= Your goal =
Report every line in the records below that holds the word "InvalidMaxAttempts".

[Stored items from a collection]

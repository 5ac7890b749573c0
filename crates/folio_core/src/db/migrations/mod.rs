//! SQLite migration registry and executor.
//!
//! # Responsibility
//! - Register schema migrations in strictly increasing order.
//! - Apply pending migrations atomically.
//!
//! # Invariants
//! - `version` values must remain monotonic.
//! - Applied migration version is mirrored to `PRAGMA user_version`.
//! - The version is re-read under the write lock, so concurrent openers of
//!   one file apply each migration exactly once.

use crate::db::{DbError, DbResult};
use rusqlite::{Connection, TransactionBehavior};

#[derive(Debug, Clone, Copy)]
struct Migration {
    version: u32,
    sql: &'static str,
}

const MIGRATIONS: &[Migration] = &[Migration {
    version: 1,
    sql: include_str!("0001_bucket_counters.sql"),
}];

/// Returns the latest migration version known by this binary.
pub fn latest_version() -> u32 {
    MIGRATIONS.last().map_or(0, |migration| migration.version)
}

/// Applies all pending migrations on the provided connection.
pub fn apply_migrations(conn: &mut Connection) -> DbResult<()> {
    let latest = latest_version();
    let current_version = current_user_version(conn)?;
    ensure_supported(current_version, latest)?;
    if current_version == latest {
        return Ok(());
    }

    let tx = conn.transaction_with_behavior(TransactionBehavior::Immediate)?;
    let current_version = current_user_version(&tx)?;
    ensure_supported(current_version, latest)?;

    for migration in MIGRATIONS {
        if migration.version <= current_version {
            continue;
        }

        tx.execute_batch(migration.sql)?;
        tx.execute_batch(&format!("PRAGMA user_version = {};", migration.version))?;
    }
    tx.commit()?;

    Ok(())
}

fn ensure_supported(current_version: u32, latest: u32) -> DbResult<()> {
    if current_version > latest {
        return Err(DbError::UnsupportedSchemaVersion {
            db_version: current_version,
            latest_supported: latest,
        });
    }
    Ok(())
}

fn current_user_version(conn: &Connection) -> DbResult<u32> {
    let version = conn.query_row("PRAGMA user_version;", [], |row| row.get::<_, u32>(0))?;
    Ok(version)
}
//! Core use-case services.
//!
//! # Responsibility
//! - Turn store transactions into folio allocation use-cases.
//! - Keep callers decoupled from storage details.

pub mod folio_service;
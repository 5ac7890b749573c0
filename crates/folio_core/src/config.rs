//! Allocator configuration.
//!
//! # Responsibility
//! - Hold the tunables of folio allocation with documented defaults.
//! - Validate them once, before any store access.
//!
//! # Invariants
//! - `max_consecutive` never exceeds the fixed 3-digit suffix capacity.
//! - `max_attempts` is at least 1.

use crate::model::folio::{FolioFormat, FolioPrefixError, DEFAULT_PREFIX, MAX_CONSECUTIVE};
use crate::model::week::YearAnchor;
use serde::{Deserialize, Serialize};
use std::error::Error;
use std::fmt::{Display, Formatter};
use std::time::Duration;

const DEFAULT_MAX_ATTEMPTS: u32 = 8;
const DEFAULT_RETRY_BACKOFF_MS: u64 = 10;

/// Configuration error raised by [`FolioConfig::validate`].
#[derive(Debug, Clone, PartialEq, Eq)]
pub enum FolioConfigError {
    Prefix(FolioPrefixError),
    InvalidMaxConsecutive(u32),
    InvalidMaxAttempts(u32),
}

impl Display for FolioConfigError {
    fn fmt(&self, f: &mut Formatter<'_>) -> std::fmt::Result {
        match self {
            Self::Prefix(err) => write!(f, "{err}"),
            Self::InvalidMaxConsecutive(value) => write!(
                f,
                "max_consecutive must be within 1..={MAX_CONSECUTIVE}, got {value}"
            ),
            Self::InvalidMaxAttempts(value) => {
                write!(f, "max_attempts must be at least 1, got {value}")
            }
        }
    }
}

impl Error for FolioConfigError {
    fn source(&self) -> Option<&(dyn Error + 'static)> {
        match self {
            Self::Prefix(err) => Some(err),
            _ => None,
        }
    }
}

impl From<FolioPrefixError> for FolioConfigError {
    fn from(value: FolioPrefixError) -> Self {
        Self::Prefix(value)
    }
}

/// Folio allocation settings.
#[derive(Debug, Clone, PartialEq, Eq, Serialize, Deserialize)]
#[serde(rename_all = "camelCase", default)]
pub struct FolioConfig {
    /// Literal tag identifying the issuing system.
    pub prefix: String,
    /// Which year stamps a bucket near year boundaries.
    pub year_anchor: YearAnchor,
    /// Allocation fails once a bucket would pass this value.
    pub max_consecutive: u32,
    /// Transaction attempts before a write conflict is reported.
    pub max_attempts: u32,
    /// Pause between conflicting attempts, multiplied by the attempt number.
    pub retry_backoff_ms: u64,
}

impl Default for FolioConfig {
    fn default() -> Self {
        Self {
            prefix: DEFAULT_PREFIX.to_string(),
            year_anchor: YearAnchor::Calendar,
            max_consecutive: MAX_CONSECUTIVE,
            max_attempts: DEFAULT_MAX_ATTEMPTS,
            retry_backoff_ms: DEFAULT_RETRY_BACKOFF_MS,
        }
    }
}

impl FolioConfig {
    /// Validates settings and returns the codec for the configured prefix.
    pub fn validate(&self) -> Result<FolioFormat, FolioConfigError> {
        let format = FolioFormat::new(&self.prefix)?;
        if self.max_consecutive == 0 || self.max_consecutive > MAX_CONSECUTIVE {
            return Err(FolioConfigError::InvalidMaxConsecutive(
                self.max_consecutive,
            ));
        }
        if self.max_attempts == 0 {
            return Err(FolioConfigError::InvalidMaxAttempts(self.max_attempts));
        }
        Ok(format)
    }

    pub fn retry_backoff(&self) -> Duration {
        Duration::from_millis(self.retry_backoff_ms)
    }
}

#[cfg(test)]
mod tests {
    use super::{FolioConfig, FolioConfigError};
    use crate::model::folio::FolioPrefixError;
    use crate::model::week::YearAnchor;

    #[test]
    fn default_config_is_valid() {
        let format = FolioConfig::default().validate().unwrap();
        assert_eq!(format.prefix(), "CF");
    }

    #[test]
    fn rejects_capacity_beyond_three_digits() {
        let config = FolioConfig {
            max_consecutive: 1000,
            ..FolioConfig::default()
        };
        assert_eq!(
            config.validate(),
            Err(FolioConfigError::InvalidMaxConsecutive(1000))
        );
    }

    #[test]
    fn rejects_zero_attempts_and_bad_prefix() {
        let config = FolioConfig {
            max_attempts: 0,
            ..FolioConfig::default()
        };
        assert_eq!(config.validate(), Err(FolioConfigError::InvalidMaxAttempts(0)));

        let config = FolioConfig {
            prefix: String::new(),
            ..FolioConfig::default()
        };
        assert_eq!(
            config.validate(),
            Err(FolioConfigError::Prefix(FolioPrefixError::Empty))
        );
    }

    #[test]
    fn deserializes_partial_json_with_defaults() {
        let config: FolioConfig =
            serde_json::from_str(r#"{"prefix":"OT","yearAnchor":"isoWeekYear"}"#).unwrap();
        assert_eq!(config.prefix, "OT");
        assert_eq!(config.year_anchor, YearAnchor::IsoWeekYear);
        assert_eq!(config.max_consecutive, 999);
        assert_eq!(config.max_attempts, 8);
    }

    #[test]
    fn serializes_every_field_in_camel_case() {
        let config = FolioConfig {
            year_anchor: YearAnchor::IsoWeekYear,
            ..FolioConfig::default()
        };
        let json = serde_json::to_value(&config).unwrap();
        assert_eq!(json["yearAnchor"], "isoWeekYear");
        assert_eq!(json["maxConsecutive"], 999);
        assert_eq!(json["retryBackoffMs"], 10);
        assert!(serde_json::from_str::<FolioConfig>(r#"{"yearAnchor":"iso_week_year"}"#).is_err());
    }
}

= Result for this task =
    InvalidMaxAttempts(u32),
            Self::InvalidMaxAttempts(value) => {
            return Err(FolioConfigError::InvalidMaxAttempts(self.max_attempts));
        assert_eq!(config.validate(), Err(FolioConfigError::InvalidMaxAttempts(0)));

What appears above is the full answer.